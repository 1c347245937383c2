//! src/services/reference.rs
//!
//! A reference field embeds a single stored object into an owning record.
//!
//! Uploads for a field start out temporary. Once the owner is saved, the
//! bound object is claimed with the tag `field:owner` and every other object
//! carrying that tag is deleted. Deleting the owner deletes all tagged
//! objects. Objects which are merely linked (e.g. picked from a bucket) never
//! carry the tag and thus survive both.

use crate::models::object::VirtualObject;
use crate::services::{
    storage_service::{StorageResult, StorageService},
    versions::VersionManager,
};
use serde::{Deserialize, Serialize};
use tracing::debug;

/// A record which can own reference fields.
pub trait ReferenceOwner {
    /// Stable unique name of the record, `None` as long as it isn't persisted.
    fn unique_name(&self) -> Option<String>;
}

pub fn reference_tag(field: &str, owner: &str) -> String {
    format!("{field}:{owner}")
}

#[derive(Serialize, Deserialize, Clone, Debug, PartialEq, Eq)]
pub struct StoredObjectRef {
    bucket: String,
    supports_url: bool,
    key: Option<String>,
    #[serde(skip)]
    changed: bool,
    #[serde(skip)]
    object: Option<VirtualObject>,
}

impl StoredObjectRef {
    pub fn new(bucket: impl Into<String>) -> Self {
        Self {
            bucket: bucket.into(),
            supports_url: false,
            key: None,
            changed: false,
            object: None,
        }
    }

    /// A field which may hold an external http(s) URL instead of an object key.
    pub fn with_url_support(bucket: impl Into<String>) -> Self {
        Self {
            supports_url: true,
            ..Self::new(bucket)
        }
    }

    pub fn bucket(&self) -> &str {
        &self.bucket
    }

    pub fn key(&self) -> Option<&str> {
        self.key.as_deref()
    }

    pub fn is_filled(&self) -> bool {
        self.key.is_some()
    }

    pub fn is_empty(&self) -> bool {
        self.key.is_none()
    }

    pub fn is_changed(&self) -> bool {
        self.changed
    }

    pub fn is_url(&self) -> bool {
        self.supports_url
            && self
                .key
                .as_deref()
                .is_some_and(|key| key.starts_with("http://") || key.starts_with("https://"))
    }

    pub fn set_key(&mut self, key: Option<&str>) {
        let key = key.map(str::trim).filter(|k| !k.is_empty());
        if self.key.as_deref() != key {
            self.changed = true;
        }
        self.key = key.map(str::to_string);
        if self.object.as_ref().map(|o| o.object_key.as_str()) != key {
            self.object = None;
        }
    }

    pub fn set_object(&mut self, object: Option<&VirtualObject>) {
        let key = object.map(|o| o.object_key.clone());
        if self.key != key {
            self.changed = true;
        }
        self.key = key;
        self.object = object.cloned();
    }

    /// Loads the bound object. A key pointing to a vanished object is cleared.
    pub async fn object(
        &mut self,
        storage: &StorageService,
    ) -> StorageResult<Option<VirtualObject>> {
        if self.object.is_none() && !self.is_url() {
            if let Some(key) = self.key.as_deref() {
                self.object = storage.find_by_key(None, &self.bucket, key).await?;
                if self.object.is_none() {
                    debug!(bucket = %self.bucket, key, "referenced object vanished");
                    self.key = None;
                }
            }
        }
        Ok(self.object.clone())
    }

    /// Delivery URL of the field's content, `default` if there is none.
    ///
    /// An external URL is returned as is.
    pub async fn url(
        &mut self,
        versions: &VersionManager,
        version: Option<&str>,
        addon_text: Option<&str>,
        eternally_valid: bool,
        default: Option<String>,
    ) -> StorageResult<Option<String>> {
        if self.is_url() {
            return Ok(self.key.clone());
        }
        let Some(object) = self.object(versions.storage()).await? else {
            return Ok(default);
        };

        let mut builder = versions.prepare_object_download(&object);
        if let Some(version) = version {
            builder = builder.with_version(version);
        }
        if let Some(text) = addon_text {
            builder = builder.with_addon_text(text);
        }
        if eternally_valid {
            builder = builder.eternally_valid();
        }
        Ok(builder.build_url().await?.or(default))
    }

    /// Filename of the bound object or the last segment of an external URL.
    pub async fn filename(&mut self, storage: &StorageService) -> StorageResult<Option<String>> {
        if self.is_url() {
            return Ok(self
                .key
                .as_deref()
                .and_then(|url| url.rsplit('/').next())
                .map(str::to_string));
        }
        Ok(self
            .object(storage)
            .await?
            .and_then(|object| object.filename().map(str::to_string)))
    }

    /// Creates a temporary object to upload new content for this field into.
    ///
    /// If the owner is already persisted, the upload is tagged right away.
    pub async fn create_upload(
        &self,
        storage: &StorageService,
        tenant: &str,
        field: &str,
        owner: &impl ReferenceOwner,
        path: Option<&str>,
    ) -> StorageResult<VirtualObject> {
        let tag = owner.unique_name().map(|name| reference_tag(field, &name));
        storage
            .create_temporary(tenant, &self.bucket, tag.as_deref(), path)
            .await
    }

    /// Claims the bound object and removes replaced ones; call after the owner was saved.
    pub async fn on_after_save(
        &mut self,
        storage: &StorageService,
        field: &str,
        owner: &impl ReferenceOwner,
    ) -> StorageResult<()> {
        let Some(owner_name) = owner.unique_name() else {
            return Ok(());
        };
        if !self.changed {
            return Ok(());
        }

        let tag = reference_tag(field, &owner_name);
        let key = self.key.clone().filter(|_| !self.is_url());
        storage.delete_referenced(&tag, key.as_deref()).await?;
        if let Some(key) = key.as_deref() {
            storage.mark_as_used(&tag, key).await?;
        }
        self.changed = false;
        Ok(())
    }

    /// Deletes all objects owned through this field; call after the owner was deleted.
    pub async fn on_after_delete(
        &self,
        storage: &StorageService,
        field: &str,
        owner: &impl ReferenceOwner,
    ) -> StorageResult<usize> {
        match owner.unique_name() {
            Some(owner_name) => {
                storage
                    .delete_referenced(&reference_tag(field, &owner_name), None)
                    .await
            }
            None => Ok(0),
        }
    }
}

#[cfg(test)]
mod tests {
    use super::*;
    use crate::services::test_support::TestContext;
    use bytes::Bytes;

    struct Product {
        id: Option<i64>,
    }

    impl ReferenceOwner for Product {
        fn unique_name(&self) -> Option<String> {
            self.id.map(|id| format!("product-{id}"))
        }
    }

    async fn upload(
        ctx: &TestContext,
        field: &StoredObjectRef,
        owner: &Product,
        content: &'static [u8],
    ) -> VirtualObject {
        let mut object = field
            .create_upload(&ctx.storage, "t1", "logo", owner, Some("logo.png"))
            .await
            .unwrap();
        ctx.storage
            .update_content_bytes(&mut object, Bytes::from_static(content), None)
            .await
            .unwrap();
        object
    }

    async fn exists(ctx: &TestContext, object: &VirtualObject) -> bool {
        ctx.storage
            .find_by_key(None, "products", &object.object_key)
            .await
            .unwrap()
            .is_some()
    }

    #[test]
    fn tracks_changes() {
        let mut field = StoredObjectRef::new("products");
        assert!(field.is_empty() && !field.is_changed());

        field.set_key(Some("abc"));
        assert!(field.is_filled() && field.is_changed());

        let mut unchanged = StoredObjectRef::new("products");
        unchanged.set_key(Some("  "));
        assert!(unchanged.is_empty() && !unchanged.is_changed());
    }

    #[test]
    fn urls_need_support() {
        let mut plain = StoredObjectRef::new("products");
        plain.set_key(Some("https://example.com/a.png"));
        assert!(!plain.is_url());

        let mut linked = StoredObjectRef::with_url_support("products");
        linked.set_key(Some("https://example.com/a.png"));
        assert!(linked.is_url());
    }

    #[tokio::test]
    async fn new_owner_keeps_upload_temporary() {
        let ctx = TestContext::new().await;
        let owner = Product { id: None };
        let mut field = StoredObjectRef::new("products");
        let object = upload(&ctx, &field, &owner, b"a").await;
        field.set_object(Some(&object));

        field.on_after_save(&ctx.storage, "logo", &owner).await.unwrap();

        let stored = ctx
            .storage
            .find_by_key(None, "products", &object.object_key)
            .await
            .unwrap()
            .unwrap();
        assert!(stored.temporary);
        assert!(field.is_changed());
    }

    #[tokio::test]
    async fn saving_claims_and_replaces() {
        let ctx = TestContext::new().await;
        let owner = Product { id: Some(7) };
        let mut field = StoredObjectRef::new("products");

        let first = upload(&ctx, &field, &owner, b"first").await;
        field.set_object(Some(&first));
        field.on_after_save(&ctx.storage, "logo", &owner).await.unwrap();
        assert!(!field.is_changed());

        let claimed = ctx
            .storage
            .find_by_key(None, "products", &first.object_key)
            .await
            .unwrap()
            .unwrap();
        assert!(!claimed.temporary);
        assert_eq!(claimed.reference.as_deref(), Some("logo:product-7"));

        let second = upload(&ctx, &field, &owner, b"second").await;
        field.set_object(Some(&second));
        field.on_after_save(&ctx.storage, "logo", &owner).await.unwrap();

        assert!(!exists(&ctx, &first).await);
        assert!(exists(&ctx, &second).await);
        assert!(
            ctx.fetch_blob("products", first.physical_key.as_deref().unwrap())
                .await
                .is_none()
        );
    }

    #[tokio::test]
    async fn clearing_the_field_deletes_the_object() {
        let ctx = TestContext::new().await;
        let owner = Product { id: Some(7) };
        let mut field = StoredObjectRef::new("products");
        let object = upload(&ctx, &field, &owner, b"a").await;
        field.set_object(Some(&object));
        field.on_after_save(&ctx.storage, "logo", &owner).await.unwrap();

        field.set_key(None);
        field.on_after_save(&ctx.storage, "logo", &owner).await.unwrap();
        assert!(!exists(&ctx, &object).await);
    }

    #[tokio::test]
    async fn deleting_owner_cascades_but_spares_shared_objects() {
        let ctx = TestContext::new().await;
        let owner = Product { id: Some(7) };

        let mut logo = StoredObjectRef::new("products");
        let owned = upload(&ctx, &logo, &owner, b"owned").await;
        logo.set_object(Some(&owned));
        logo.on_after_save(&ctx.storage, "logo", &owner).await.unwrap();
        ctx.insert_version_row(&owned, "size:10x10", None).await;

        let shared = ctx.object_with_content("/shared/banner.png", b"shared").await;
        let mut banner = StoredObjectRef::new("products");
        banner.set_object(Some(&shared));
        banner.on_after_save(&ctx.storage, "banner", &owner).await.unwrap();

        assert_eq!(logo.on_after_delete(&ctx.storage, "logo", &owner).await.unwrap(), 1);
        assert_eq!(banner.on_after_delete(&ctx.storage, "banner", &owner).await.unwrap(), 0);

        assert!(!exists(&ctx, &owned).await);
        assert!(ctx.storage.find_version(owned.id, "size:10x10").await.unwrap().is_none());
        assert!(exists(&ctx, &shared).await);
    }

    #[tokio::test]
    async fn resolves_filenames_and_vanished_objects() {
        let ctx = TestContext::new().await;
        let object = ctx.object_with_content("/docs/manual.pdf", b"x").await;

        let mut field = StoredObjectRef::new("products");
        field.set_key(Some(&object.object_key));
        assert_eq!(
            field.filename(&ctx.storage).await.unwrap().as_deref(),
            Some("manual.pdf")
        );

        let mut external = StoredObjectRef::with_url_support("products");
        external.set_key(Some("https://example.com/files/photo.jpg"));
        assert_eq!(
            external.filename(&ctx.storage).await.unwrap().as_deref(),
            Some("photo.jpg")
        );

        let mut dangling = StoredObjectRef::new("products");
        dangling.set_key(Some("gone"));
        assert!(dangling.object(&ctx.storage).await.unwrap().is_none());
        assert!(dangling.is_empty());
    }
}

---

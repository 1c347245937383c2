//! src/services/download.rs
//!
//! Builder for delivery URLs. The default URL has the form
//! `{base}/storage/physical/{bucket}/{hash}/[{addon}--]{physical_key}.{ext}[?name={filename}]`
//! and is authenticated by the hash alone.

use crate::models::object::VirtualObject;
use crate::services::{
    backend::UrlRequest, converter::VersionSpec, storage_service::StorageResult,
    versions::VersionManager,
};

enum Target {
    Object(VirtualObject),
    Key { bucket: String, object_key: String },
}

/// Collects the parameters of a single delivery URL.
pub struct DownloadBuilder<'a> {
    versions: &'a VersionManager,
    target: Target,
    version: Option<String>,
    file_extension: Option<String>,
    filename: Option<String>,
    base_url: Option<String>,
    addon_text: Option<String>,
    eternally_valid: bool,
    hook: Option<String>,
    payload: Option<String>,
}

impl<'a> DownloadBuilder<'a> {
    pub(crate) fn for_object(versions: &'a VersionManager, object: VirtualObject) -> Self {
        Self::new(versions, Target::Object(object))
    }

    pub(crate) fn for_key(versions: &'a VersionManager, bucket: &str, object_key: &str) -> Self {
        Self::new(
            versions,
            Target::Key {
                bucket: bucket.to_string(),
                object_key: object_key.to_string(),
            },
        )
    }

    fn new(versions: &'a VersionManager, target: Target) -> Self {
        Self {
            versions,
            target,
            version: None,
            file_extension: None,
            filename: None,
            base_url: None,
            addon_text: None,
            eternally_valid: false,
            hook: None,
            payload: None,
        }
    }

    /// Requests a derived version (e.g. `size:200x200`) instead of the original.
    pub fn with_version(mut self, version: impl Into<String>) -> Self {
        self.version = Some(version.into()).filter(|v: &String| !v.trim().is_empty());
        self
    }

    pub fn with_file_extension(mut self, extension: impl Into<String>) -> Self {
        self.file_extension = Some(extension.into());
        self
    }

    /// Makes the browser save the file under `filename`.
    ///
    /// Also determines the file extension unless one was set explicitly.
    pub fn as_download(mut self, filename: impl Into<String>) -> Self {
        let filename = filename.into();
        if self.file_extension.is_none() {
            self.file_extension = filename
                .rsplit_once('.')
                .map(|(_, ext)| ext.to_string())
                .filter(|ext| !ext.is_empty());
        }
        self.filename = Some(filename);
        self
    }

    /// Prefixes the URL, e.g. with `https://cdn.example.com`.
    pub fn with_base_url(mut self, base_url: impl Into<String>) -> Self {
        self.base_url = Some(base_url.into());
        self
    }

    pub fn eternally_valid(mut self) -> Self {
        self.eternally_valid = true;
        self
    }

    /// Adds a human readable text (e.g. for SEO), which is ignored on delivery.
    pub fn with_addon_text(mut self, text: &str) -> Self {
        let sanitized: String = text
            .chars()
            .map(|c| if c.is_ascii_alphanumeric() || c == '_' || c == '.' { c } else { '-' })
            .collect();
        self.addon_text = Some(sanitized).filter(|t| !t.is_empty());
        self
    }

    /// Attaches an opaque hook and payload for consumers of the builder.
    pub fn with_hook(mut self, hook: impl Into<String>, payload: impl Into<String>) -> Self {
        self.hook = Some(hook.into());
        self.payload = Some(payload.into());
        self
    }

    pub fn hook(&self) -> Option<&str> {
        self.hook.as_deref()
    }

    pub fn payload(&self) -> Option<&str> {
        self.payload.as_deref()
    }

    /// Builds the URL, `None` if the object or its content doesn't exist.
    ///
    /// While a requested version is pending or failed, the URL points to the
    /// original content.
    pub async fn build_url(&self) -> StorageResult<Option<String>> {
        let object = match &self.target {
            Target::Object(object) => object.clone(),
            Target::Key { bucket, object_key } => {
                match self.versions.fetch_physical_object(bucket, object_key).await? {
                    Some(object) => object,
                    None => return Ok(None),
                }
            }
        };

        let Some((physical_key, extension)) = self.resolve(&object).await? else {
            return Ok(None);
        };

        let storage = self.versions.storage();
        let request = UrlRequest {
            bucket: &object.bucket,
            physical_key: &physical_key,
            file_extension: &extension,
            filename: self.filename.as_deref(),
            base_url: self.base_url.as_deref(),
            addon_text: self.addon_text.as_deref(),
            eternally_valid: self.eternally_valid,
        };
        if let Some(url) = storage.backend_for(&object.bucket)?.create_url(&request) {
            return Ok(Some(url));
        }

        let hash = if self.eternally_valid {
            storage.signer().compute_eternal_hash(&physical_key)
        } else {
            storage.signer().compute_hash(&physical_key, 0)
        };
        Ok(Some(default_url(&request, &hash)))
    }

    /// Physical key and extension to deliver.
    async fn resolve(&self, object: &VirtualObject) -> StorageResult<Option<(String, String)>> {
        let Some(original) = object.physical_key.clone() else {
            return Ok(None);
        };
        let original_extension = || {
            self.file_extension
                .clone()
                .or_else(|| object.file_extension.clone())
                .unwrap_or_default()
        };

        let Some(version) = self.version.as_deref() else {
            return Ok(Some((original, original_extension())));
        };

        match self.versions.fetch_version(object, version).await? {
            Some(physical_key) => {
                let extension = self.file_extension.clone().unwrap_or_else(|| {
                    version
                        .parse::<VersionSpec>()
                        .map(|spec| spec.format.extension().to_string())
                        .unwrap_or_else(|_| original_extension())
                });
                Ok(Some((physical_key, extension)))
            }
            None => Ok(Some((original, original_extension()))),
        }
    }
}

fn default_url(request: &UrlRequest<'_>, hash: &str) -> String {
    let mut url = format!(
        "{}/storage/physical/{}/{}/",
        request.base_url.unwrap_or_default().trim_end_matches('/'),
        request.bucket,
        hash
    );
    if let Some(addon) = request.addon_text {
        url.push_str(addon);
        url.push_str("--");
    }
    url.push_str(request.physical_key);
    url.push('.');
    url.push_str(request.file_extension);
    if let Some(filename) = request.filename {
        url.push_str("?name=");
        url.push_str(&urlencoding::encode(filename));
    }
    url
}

§ **Task to complete**
Copy out every line in the entries above that holds "record".

§ **Answer to the problem**
//! A reference field embeds a single stored object into an owning record.
/// A record which can own reference fields.
    /// Stable unique name of the record, `None` as long as it isn't persisted.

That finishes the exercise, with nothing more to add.